Advocates of “new universal jurisdiction,” or “NUJ” as it will be called in this Article, have sought to establish its legitimacy by invoking piracy as a precedent, justification, and inspiration. This Article will use the phrase “piracy analogy” to refer to the argument that NUJ is based on principles implicit in the earlier, piracy-only universal jurisdiction. According to the piracy analogy, international law treated piracy as universally cognizable because of its extraordinary heinousness. Universal jurisdiction was never about piracy per se, the argument goes, but about allowing any nation to punish the world’s worst and most heinous crimes. Thus universal jurisdiction over human rights violations is simply an application of the well-settled principle that the most heinous offenses are universally cognizable and not, as critics contend, a radical and dangerous encroachment on nations’ sovereignty.
The piracy analogy underpins NUJ. It is “crucial to the origins of universal jurisdiction,” according to the Princeton Principles on Universal Jurisdiction, a sort of “Restatement” of NUJ doctrine. The seminal cases that helped expand universal jurisdiction to new offenses—the decisions of the Nazi war crimes tribunals, Eichmann, Filartiga, and the Yugoslavian war crimes tribunal created by the United Nations—have all used the piracy analogy. The piracy analogy has also won general acceptance among international law scholars. Even those who criticize NUJ on other grounds do not dispute that it is a logical application of the policies that made piracy universally cognizable. Given that NUJ is one of the most important developments in international law in recent decades, it is surprising that its piracy origins has not received closer scrutiny.

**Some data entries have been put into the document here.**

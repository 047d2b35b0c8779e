//! The engine: typed accessors, scope override, and cache lifecycle.
//!
//! Responsibilities:
//! - Own the resolution context (scope override + parsed scope cache).
//! - Expose the typed getters with default-or-fail policy.
//! - Provide the process-wide instance with distinct construct and get
//!   operations.
//!
//! Does NOT handle:
//! - Tier ordering (see `scope.rs` and `value.rs`).
//! - Raw conversions (see `convert.rs`).
//!
//! Invariants:
//! - The cache read-check-insert runs under the context lock, so each
//!   scope file is read at most once per cache epoch.
//! - Setting or clearing the scope override swaps in a fresh cache;
//!   no caller can observe the new override with stale entries.

use std::collections::HashMap;
use std::sync::{Arc, Mutex, MutexGuard, OnceLock, PoisonError};

use serde::de::DeserializeOwned;

use super::convert;
use super::scope::effective_scope;
use super::settings::EngineSettings;
use super::value::resolve_raw;
use crate::error::ConfigError;
use crate::source::{read_scope_file, scope_file_path};

/// Per-call options for the typed getters.
///
/// `with_default` is an explicit presence flag: a supplied default wins
/// over both missing keys and conversion failures, while an untouched
/// `GetOptions` supplies none. There is no way to pass a default that
/// counts as absent.
#[derive(Debug, Clone)]
pub struct GetOptions<T> {
    scope: Option<String>,
    default: Option<T>,
}

impl<T> Default for GetOptions<T> {
    fn default() -> Self {
        Self::new()
    }
}

impl<T> GetOptions<T> {
    /// Options with no call scope and no default.
    pub fn new() -> Self {
        Self {
            scope: None,
            default: None,
        }
    }

    /// Resolve under `scope` for this call only. Takes precedence over
    /// the engine override, the ambient variable, and the default scope.
    pub fn with_scope(mut self, scope: impl Into<String>) -> Self {
        self.scope = Some(scope.into());
        self
    }

    /// Return `default` when the key is missing or its raw value does
    /// not convert to the requested type.
    pub fn with_default(mut self, default: T) -> Self {
        self.default = Some(default);
        self
    }
}

/// The scope override and the parsed-file cache, replaced as one unit so
/// no reader observes an override paired with a stale cache.
struct ResolutionContext {
    scope_override: Option<String>,
    cache: HashMap<Option<String>, Arc<HashMap<String, String>>>,
}

impl ResolutionContext {
    fn fresh(scope_override: Option<String>) -> Self {
        Self {
            scope_override,
            cache: HashMap::new(),
        }
    }
}

static GLOBAL_ENGINE: OnceLock<Engine> = OnceLock::new();

/// The configuration resolution engine.
///
/// All getters are `&self`; interior state is limited to the resolution
/// context behind one mutex. Construct one with [`Engine::new`] and pass
/// it where it is needed, or use the process-wide instance via
/// [`Engine::init_global`] / [`Engine::global`].
pub struct Engine {
    settings: EngineSettings,
    context: Mutex<ResolutionContext>,
}

impl Engine {
    /// Create an engine with the given settings.
    pub fn new(settings: EngineSettings) -> Self {
        Self {
            settings,
            context: Mutex::new(ResolutionContext::fresh(None)),
        }
    }

    /// Install the process-wide engine exactly once.
    ///
    /// Fails with [`ConfigError::GlobalAlreadyInitialized`] when a
    /// global engine already exists, whether installed by an earlier
    /// `init_global` or created by a defaulted [`Engine::global`] call.
    /// The supplied settings are never silently discarded in favor of
    /// the installed ones.
    pub fn init_global(settings: EngineSettings) -> Result<&'static Engine, ConfigError> {
        let mut installed = false;
        let engine = GLOBAL_ENGINE.get_or_init(|| {
            installed = true;
            Engine::new(settings)
        });
        if installed {
            Ok(engine)
        } else {
            Err(ConfigError::GlobalAlreadyInitialized)
        }
    }

    /// The process-wide engine, created with [`EngineSettings::default`]
    /// on first use when [`Engine::init_global`] was never called.
    pub fn global() -> &'static Engine {
        GLOBAL_ENGINE.get_or_init(|| Engine::new(EngineSettings::default()))
    }

    /// The settings this engine was constructed with.
    pub fn settings(&self) -> &EngineSettings {
        &self.settings
    }

    /// Set (`Some`) or clear (`None`) the engine-level scope override.
    ///
    /// Both directions start a new cache epoch: values parsed under the
    /// previous scope context never leak into the new one.
    pub fn set_scope_override(&self, scope: Option<&str>) {
        let mut context = self.lock_context();
        *context = ResolutionContext::fresh(scope.map(str::to_string));
    }

    /// Drop every cached scope file, forcing re-reads on next access.
    /// The scope override is untouched.
    pub fn clear_cache(&self) {
        let mut context = self.lock_context();
        context.cache.clear();
    }

    /// The scope a call supplying `call_scope` would resolve under.
    /// `None` is the root scope.
    pub fn effective_scope(&self, call_scope: Option<&str>) -> Option<String> {
        let context = self.lock_context();
        effective_scope(&self.settings, call_scope, context.scope_override.as_deref())
    }

    /// Resolve `key` as a string. The raw text is the result.
    pub fn get_string(
        &self,
        key: &str,
        options: GetOptions<String>,
    ) -> Result<Option<String>, ConfigError> {
        self.get_typed(key, options, "string", |raw| Some(raw.to_string()))
    }

    /// Resolve `key` as a finite number.
    pub fn get_number(
        &self,
        key: &str,
        options: GetOptions<f64>,
    ) -> Result<Option<f64>, ConfigError> {
        self.get_typed(key, options, "number", convert::parse_number)
    }

    /// Resolve `key` as a boolean (`true`/`1`/`yes`/`on` or
    /// `false`/`0`/`no`/`off`, case-insensitive).
    pub fn get_bool(
        &self,
        key: &str,
        options: GetOptions<bool>,
    ) -> Result<Option<bool>, ConfigError> {
        self.get_typed(key, options, "boolean", convert::parse_bool)
    }

    /// Resolve `key` as a JSON literal deserialized into `T`.
    pub fn get_json<T: DeserializeOwned>(
        &self,
        key: &str,
        options: GetOptions<T>,
    ) -> Result<Option<T>, ConfigError> {
        self.get_typed(key, options, "json", convert::parse_json)
    }

    /// Shared getter shape: resolve scope, resolve raw, then apply the
    /// default-or-fail policy.
    fn get_typed<T>(
        &self,
        key: &str,
        options: GetOptions<T>,
        expected: &'static str,
        parse: impl FnOnce(&str) -> Option<T>,
    ) -> Result<Option<T>, ConfigError> {
        let scope = self.effective_scope(options.scope.as_deref());
        let raw = resolve_raw(&self.settings, scope.as_deref(), key, |scope, key| {
            self.scope_entry(scope, key)
        })?;

        let Some(raw) = raw else {
            return match options.default {
                Some(default) => Ok(Some(default)),
                None if self.settings.strict() => Err(ConfigError::KeyNotFound {
                    key: key.to_string(),
                }),
                None => Ok(None),
            };
        };

        match parse(&raw) {
            Some(value) => Ok(Some(value)),
            // A call default absorbs conversion failures even in strict mode.
            None => match options.default {
                Some(default) => Ok(Some(default)),
                None => Err(ConfigError::InvalidValue {
                    key: key.to_string(),
                    expected,
                    raw,
                }),
            },
        }
    }

    /// One entry from one scope's cached mapping.
    fn scope_entry(&self, scope: Option<&str>, key: &str) -> Result<Option<String>, ConfigError> {
        let mapping = self.scope_map(scope)?;
        Ok(mapping.get(key).cloned())
    }

    /// Read-through cache access. The read-check-insert runs under the
    /// context lock, preserving the one-read-per-scope-per-epoch
    /// invariant under parallel callers.
    fn scope_map(&self, scope: Option<&str>) -> Result<Arc<HashMap<String, String>>, ConfigError> {
        let cache_key = scope.map(str::to_string);
        let mut context = self.lock_context();

        if let Some(mapping) = context.cache.get(&cache_key) {
            return Ok(Arc::clone(mapping));
        }

        let path = scope_file_path(self.settings.base_dir(), scope)?;
        tracing::debug!(
            path = %path.display(),
            scope = scope.unwrap_or("(root)"),
            "loading scope file"
        );
        let mapping = Arc::new(read_scope_file(&path));
        context.cache.insert(cache_key, Arc::clone(&mapping));
        Ok(mapping)
    }

    fn lock_context(&self) -> MutexGuard<'_, ResolutionContext> {
        // Guarded state stays coherent across a panicking reader, so the
        // guard is recoverable.
        self.context.lock().unwrap_or_else(PoisonError::into_inner)
    }
}
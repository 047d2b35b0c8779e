//! Default-or-fail policy tests for the typed accessors.
//!
//! Covers strict-mode misses, default absorption of conversion
//! failures, and scope name validation surfaced through getters.

use tempfile::TempDir;

use super::write_scope_file;
use crate::error::ConfigError;
use crate::resolver::engine::{Engine, GetOptions};
use crate::resolver::settings::EngineSettings;

const UNSET_AMBIENT: &str = "_ENVSCOPE_TEST_POLICY_SCOPE";

fn engine(dir: &TempDir, strict: bool) -> Engine {
    Engine::new(
        EngineSettings::new(dir.path())
            .with_default_scope("dev")
            .with_scope_env_var(UNSET_AMBIENT)
            .with_strict(strict),
    )
}

#[test]
fn test_missing_key_strict_without_default_fails() {
    let dir = TempDir::new().unwrap();
    let engine = engine(&dir, true);

    let result = engine.get_string("ABSENT_SETTING", GetOptions::new());
    assert!(matches!(
        result,
        Err(ConfigError::KeyNotFound { key }) if key == "ABSENT_SETTING"
    ));
}

#[test]
fn test_missing_key_non_strict_is_none() {
    let dir = TempDir::new().unwrap();
    let engine = engine(&dir, false);

    let value = engine.get_string("ABSENT_SETTING", GetOptions::new()).unwrap();
    assert_eq!(value, None);
}

#[test]
fn test_missing_key_default_wins_in_strict_mode() {
    let dir = TempDir::new().unwrap();
    let engine = engine(&dir, true);

    let value = engine
        .get_number("ABSENT_SETTING", GetOptions::new().with_default(42.0))
        .unwrap();
    assert_eq!(value, Some(42.0));
}

#[test]
fn test_conversion_failure_default_wins_regardless_of_strictness() {
    let dir = TempDir::new().unwrap();
    write_scope_file(dir.path(), Some("dev"), "RETRY_BUDGET=not-a-number\n");

    for strict in [false, true] {
        let engine = engine(&dir, strict);
        let value = engine
            .get_number("RETRY_BUDGET", GetOptions::new().with_default(42.0))
            .unwrap();
        assert_eq!(value, Some(42.0), "strict={strict}");
    }
}

#[test]
fn test_conversion_failure_without_default_fails() {
    let dir = TempDir::new().unwrap();
    write_scope_file(dir.path(), Some("dev"), "COMPRESSION=maybe\n");
    let engine = engine(&dir, false);

    let result = engine.get_bool("COMPRESSION", GetOptions::new());
    match result {
        Err(ConfigError::InvalidValue { key, expected, raw }) => {
            assert_eq!(key, "COMPRESSION");
            assert_eq!(expected, "boolean");
            assert_eq!(raw, "maybe");
        }
        other => panic!("expected InvalidValue, got {other:?}"),
    }
}

#[test]
fn test_empty_string_default_counts_as_present() {
    let dir = TempDir::new().unwrap();
    let engine = engine(&dir, true);

    // Presence of the default matters, not its content: an empty-string
    // default still suppresses KeyNotFound.
    let value = engine
        .get_string("ABSENT_SETTING", GetOptions::new().with_default(String::new()))
        .unwrap();
    assert_eq!(value, Some(String::new()));
}

#[test]
fn test_string_getter_returns_raw_text() {
    let dir = TempDir::new().unwrap();
    write_scope_file(dir.path(), Some("dev"), "GREETING=hello world\n");
    let engine = engine(&dir, false);

    let value = engine.get_string("GREETING", GetOptions::new()).unwrap();
    assert_eq!(value, Some("hello world".to_string()));
}

#[test]
fn test_invalid_call_scope_surfaces_from_getter() {
    let dir = TempDir::new().unwrap();
    let engine = engine(&dir, false);

    let result = engine.get_string("ANY_KEY", GetOptions::new().with_scope("../secrets"));
    assert!(matches!(
        result,
        Err(ConfigError::InvalidScopeName { scope }) if scope == "../secrets"
    ));
}

#[test]
fn test_invalid_override_scope_surfaces_from_getter() {
    let dir = TempDir::new().unwrap();
    let engine = engine(&dir, false);

    engine.set_scope_override(Some("bad/name"));
    let result = engine.get_string("ANY_KEY", GetOptions::new());
    assert!(matches!(
        result,
        Err(ConfigError::InvalidScopeName { scope }) if scope == "bad/name"
    ));
}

This Article challenges the generally accepted view that piracy was universally cognizable because of its heinousness. The Article shows that the rationale for piracy’s unique jurisdictional status had nothing to do with the heinousness or severity of the offense. Indeed, piracy was not regarded in earlier centuries as being an egregiously heinous crime, at least not in the way that most human rights offenses are heinous. Thus piracy could not have become universally cognizable as a result of its perceived heinousness.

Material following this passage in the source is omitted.